In the worst case, Python's strings are as slow as Go because Python
does the exact same thing as Go, but chooses between three encodings
instead of just one. Best case scenario, Python's strings could be much
faster than Go's because indexing through 2 of the 3 encodings is O(1)
because they are constant-width encodings. If as you say, the latin-1
subset of UTF-8 is used, then UTF-8 indexing is O(1) too, otherwise it's
probably O(n).

 

[Dave Angel]

<jmfauth snipped>:
In the worst case, Python's strings are as slow as Go because Python
does the exact same thing as Go, but chooses between three encodings
instead of just one. Best case scenario, Python's strings could be
much faster than Go's because indexing through 2 of the 3 encodings is
O(1) because they are constant-width encodings. If as you say, the
latin-1 subset of UTF-8 is used, then UTF-8 indexing is O(1) too,
otherwise it's probably O(n).

I'm afraid you have it backwards. the Utf-8 version of the
latin-1-compatible characters would be variable length. But my
understanding of the pep is that the internal one-byte format is simply
the lowest order byte of each code point, after assuring that all code
points in the particular string are less than 256. That's going to
coincidentally resemble latin-1's encoding, but since it's an internal
form, the resemblance is irrelevant. Anyway, those one-byte values are
going to be O(1), naturally.

No encoding involved, and no searching nor expanding.

 

[Terry Reedy]

In the worst case, Python's strings are as slow as Go because Python
does the exact same thing as Go, but chooses between three encodings
instead of just one. Best case scenario, Python's strings could be much
faster than Go's because indexing through 2 of the 3 encodings is O(1)

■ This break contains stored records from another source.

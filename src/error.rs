// Error types shared by every layer of the client
use thiserror::Error;

// Failures raised while talking to the provider over HTTP
#[derive(Error, Debug, Clone, PartialEq, Eq)]
pub enum TransportError {
    #[error("connection error: {0}")]
    Connection(String),

    #[error("request timed out after {0}ms")]
    Timeout(u64),

    #[error("HTTP {status} - {body}")]
    Status { status: u16, body: String },

    #[error("request error: {0}")]
    Request(String),
}

// Everything that can go wrong inside a single operation. These never reach the
// caller as `Err`: the envelope layer turns them into `{status: "error"}`.
#[derive(Error, Debug, Clone, PartialEq, Eq)]
pub enum GoldenTourError {
    #[error("unknown language: {0}")]
    UnknownLanguage(String),

    #[error("missing required parameter: {0}")]
    MissingParameter(String),

    #[error("transport error: {0}")]
    Transport(#[from] TransportError),

    #[error("serialization error: {0}")]
    Serialization(String),

    #[error("malformed response body: {0}")]
    MalformedResponse(String),
}

impl GoldenTourError {
    // Stable tag for logs; the public envelope only carries the message
    pub fn kind(&self) -> &'static str {
        match self {
            GoldenTourError::UnknownLanguage(_) => "unknown_language",
            GoldenTourError::MissingParameter(_) => "missing_parameter",
            GoldenTourError::Transport(_) => "transport",
            GoldenTourError::Serialization(_) => "serialization",
            GoldenTourError::MalformedResponse(_) => "malformed_response",
        }
    }
}

#[derive(Error, Debug, Clone, PartialEq, Eq)]
pub enum ClientError {
    #[error("Configuration error: {0}")]
    ConfigError(String),

    #[error("Initialization error: {0}")]
    InitError(String),
}
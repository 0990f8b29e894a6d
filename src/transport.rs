// HTTP plumbing: parameter sets, the transport seam and its reqwest implementation
use crate::error::{ClientError, TransportError};
use async_trait::async_trait;
use reqwest::header::CONTENT_TYPE;
use std::fmt;
use std::time::Duration;
use tracing::debug;

const XML_CONTENT_TYPE: &str = "application/xml";

// Ordered provider field names and their values. Field names are case-sensitive
// and must match what the remote service expects.
#[derive(Clone, PartialEq, Eq, Default)]
pub struct Params {
    fields: Vec<(&'static str, String)>,
}

impl Params {
    pub fn new() -> Self {
        Self::default()
    }

    pub fn push(mut self, name: &'static str, value: impl ToString) -> Self {
        self.fields.push((name, value.to_string()));
        self
    }

    // Absent optional fields are left out entirely rather than sent empty
    pub fn push_opt(self, name: &'static str, value: Option<impl ToString>) -> Self {
        match value {
            Some(value) => self.push(name, value),
            None => self,
        }
    }

    pub fn get(&self, name: &str) -> Option<&str> {
        self.fields
            .iter()
            .find(|(field, _)| *field == name)
            .map(|(_, value)| value.as_str())
    }

    pub fn as_pairs(&self) -> &[(&'static str, String)] {
        &self.fields
    }

    pub fn len(&self) -> usize {
        self.fields.len()
    }

    pub fn is_empty(&self) -> bool {
        self.fields.is_empty()
    }
}

// Never print the API key
impl fmt::Debug for Params {
    fn fmt(&self, f: &mut fmt::Formatter<'_>) -> fmt::Result {
        let mut map = f.debug_map();
        for (name, value) in &self.fields {
            if *name == "key" {
                map.entry(name, &"[REDACTED]");
            } else {
                map.entry(name, value);
            }
        }
        map.finish()
    }
}

#[derive(Debug, Clone, PartialEq, Eq)]
pub enum PostBody {
    Form(Params),
    Xml(String),
}

#[derive(Debug, Clone, PartialEq, Eq)]
pub struct RawResponse {
    pub status: u16,
    pub body: String,
}

// Single-request transport used by the client. `path` is relative to the
// base URL. Non-2xx answers are reported as [`TransportError::Status`].
#[async_trait]
pub trait Transport: Send + Sync {
    async fn get(&self, path: &str, query: &Params) -> Result<RawResponse, TransportError>;

    async fn post(&self, path: &str, body: &PostBody) -> Result<RawResponse, TransportError>;
}

#[derive(Debug, Clone)]
pub struct HttpTransport {
    client: reqwest::Client,
    base_url: String,
    timeout_ms: u64,
}

impl HttpTransport {
    pub fn new(base_url: &str, timeout_ms: u64) -> Result<Self, ClientError> {
        let client = reqwest::Client::builder()
            .timeout(Duration::from_millis(timeout_ms))
            .build()
            .map_err(|e| ClientError::InitError(e.to_string()))?;

        Ok(Self {
            client,
            base_url: base_url.trim_end_matches('/').to_string(),
            timeout_ms,
        })
    }

    pub fn base_url(&self) -> &str {
        &self.base_url
    }

    fn url(&self, path: &str) -> String {
        format!("{}/{}", self.base_url, path.trim_start_matches('/'))
    }

    async fn send(&self, request: reqwest::RequestBuilder) -> Result<RawResponse, TransportError> {
        let response = request.send().await.map_err(|e| self.classify(e))?;
        let status = response.status();
        let body = response.text().await.map_err(|e| self.classify(e))?;

        if !status.is_success() {
            return Err(TransportError::Status {
                status: status.as_u16(),
                body,
            });
        }

        Ok(RawResponse {
            status: status.as_u16(),
            body,
        })
    }

    // The URL carries the API key in its query string, so it is stripped
    fn classify(&self, error: reqwest::Error) -> TransportError {
        if error.is_timeout() {
            return TransportError::Timeout(self.timeout_ms);
        }

        let is_connect = error.is_connect();
        let message = describe(&error.without_url());
        if is_connect {
            TransportError::Connection(message)
        } else {
            TransportError::Request(message)
        }
    }
}

// reqwest keeps the interesting part ("Connection refused") in the source chain
fn describe(error: &(dyn std::error::Error + 'static)) -> String {
    let mut message = error.to_string();
    let mut source = error.source();
    while let Some(cause) = source {
        message.push_str(": ");
        message.push_str(&cause.to_string());
        source = cause.source();
    }
    message
}

#[async_trait]
impl Transport for HttpTransport {
    async fn get(&self, path: &str, query: &Params) -> Result<RawResponse, TransportError> {
        debug!(method = "GET", path, fields = query.len(), "sending request");
        let request = self.client.get(self.url(path)).query(query.as_pairs());
        self.send(request).await
    }

    async fn post(&self, path: &str, body: &PostBody) -> Result<RawResponse, TransportError> {
        let request = self.client.post(self.url(path));
        let request = match body {
            PostBody::Form(form) => {
                debug!(method = "POST", path, fields = form.len(), "sending form");
                request.form(form.as_pairs())
            }
            PostBody::Xml(xml) => {
                debug!(method = "POST", path, bytes = xml.len(), "sending xml document");
                request
                    .header(CONTENT_TYPE, XML_CONTENT_TYPE)
                    .body(xml.clone())
            }
        };
        self.send(request).await
    }
}
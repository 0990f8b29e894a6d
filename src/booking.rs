// Typed booking document posted to /xml/booking.aspx
//
// Field names follow the provider's booking schema exactly (mixed casing is
// theirs). Optional fields that are `None` produce no element.
use crate::error::GoldenTourError;
use crate::xml_serializer::serialize_object;
use serde::{Deserialize, Serialize};
use std::fmt;

pub const BOOKING_ROOT: &str = "Booking";

#[derive(Debug, Clone, Copy, PartialEq, Eq, Serialize, Deserialize)]
pub enum YesNo {
    #[serde(rename = "Y")]
    Yes,
    #[serde(rename = "N")]
    No,
}

impl From<bool> for YesNo {
    fn from(flag: bool) -> Self {
        if flag {
            YesNo::Yes
        } else {
            YesNo::No
        }
    }
}

impl YesNo {
    pub fn as_str(&self) -> &'static str {
        match self {
            YesNo::Yes => "Y",
            YesNo::No => "N",
        }
    }
}

#[derive(Debug, Clone, Copy, PartialEq, Eq, Serialize, Deserialize)]
pub enum PaymentMode {
    #[serde(rename = "C")]
    CreditCard,
    #[serde(rename = "A")]
    OnAccount,
}

#[derive(Debug, Clone, PartialEq, Eq, Default, Serialize, Deserialize)]
#[serde(rename_all = "camelCase")]
pub struct Customer {
    // Mr., Miss., Dr. ...
    pub title: String,
    pub first_name: String,
    pub last_name: String,
    pub email: String,
    pub address1: String,
    #[serde(default, skip_serializing_if = "Option::is_none")]
    pub address2: Option<String>,
    pub city: String,
    #[serde(default, skip_serializing_if = "Option::is_none")]
    pub county: Option<String>,
    pub post_code: String,
    #[serde(default, skip_serializing_if = "Option::is_none")]
    pub country_code: Option<String>,
    #[serde(default, skip_serializing_if = "Option::is_none")]
    pub mobile: Option<String>,
    #[serde(
        rename = "flagnewsLetter",
        default,
        skip_serializing_if = "Option::is_none"
    )]
    pub flag_news_letter: Option<YesNo>,
    #[serde(default, skip_serializing_if = "Option::is_none")]
    pub send_email: Option<YesNo>,
}

#[derive(Debug, Clone, PartialEq, Eq, Serialize, Deserialize)]
#[serde(rename_all = "camelCase")]
pub struct PaxUnit {
    // Price unit id (Adult, Child, ...) from productdetails.aspx
    pub unit_id: String,
    pub pax_count: u32,
}

#[derive(Debug, Clone, PartialEq, Eq, Default, Serialize, Deserialize)]
pub struct PaxInfo {
    #[serde(rename = "unit", default)]
    pub units: Vec<PaxUnit>,
}

// Required when the product is a transfer
#[derive(Debug, Clone, PartialEq, Eq, Default, Serialize, Deserialize)]
#[serde(rename_all = "camelCase")]
pub struct TransferInfo {
    pub airline_name: String,
    pub flight_number: String,
    // HH:MM AM/PM for shuttle transfers
    pub transfer_time: String,
    pub hotel_name: String,
    pub hotel_address: String,
    pub post_code: String,
    pub mobile: String,
    pub origin: String,
    pub destination: String,
    pub greeting_name: String,
}

#[derive(Debug, Clone, PartialEq, Eq, Default, Serialize, Deserialize)]
#[serde(rename_all = "camelCase")]
pub struct ProductInfo {
    #[serde(default, skip_serializing_if = "Option::is_none")]
    pub ticket_ref_number: Option<String>,
    // dd/MM/yyyy; not needed for add-ons without dates or open dated tickets
    #[serde(default, skip_serializing_if = "Option::is_none")]
    pub travel_date: Option<String>,
    pub product_id: String,
    pub schedule_id: String,
    #[serde(default, skip_serializing_if = "Option::is_none")]
    pub pickuptime_id: Option<String>,
    #[serde(default, skip_serializing_if = "Option::is_none")]
    pub droppoint_id: Option<String>,
    // Token returned by paxreservation.aspx
    #[serde(default, skip_serializing_if = "Option::is_none")]
    pub paxtoken: Option<String>,
    #[serde(default, skip_serializing_if = "Option::is_none")]
    pub reference_number: Option<String>,
    #[serde(default, skip_serializing_if = "Option::is_none")]
    pub other_requirement: Option<String>,
    // Hotel products only
    #[serde(default, skip_serializing_if = "Option::is_none")]
    pub nights: Option<u32>,
    #[serde(default, skip_serializing_if = "Option::is_none")]
    pub promotional_code: Option<String>,
    pub pax_info: PaxInfo,
    #[serde(default, skip_serializing_if = "Option::is_none")]
    pub transfer_info: Option<TransferInfo>,
}

#[derive(Clone, PartialEq, Eq, Default, Serialize, Deserialize)]
#[serde(rename_all = "camelCase")]
pub struct CardPayment {
    pub name_on_card: String,
    pub card_number: String,
    pub card_type: String,
    // mm/yyyy
    pub expiry_date: String,
    #[serde(default, skip_serializing_if = "Option::is_none")]
    pub issue_number: Option<String>,
    pub card_verification_number: String,
    #[serde(rename = "enabled3DSecure", default, skip_serializing_if = "Option::is_none")]
    pub enabled_3d_secure: Option<YesNo>,
    #[serde(rename = "response3DURL", default, skip_serializing_if = "Option::is_none")]
    pub response_3d_url: Option<String>,
}

impl fmt::Debug for CardPayment {
    fn fmt(&self, f: &mut fmt::Formatter<'_>) -> fmt::Result {
        f.debug_struct("CardPayment")
            .field("name_on_card", &self.name_on_card)
            .field("card_number", &"[REDACTED]")
            .field("card_type", &self.card_type)
            .field("expiry_date", &self.expiry_date)
            .field("card_verification_number", &"[REDACTED]")
            .finish_non_exhaustive()
    }
}

#[derive(Debug, Clone, PartialEq, Eq, Serialize, Deserialize)]
pub struct BookingRequest {
    pub customer: Customer,
    #[serde(rename = "productInfo")]
    pub product_info: ProductInfo,
    #[serde(rename = "currencycode")]
    pub currency_code: String,
    #[serde(rename = "paymentMode")]
    pub payment_mode: PaymentMode,
    #[serde(rename = "cardPayment", default, skip_serializing_if = "Option::is_none")]
    pub card_payment: Option<CardPayment>,
    #[serde(rename = "securitykeymethod")]
    pub security_key_method: String,
    #[serde(rename = "flagPriceDisplay")]
    pub flag_price_display: YesNo,
    #[serde(rename = "flagCreditCardEncrypted")]
    pub flag_credit_card_encrypted: YesNo,
}

impl BookingRequest {
    // Build a request from a loosely structured JSON mapping using the
    // provider's field names (`customer.firstName`, `productInfo.paxInfo.unit`...).
    pub fn from_json(value: serde_json::Value) -> Result<Self, GoldenTourError> {
        serde_json::from_value(value).map_err(|e| GoldenTourError::Serialization(e.to_string()))
    }

    // Presence checks only; the provider validates formats
    pub fn validate(&self) -> Result<(), GoldenTourError> {
        let required = [
            ("customer.title", &self.customer.title),
            ("customer.firstName", &self.customer.first_name),
            ("customer.lastName", &self.customer.last_name),
            ("customer.email", &self.customer.email),
            ("customer.address1", &self.customer.address1),
            ("customer.city", &self.customer.city),
            ("customer.postCode", &self.customer.post_code),
            ("productInfo.productId", &self.product_info.product_id),
            ("currencycode", &self.currency_code),
        ];
        for (name, value) in required {
            if value.trim().is_empty() {
                return Err(GoldenTourError::MissingParameter(name.to_string()));
            }
        }

        if self.product_info.pax_info.units.is_empty() {
            return Err(GoldenTourError::MissingParameter(
                "productInfo.paxInfo.unit".to_string(),
            ));
        }
        if self.payment_mode == PaymentMode::CreditCard && self.card_payment.is_none() {
            return Err(GoldenTourError::MissingParameter("cardPayment".to_string()));
        }
        Ok(())
    }
}

// <Booking> as posted: credentials first, then the caller's request
#[derive(Serialize)]
struct BookingDocument<'a> {
    agentid: &'a str,
    key: &'a str,
    #[serde(flatten)]
    request: &'a BookingRequest,
}

pub(crate) fn booking_xml(
    agent_id: &str,
    api_key: &str,
    request: &BookingRequest,
) -> Result<String, GoldenTourError> {
    request.validate()?;
    serialize_object(
        BOOKING_ROOT,
        &BookingDocument {
            agentid: agent_id,
            key: api_key,
            request,
        },
    )
}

In CPython 3.3, indexing of str text string objects is always O(1) and
it is always indexes and counts code points rather than code units. It
was the latter for narrow builds in 3.2 and before. As a result, single
character (code point) strings had a length of 2 rather than 1 for
extended plane characters. 3.3 corrects this.

 

[Serhiy Storchaka]

And Python's solution uses those: UCS-2, UCS-4, and UTF-8.

I see that this misconception widely spread. In fact Python 3.3 uses
four kinds of ready strings.

* ASCII. All codes <= U+007F.
* UCS1. All codes <= U+00FF, at least one code > U+007F.
* UCS2. All codes <= U+FFFF, at least one code > U+00FF.
* UCS4. All codes <= U+0010FFFF, at least one code > U+FFFF.

Indexing is O(0) for any string.

Also the string can optionally cache UTF-8 and wchar_t* representation.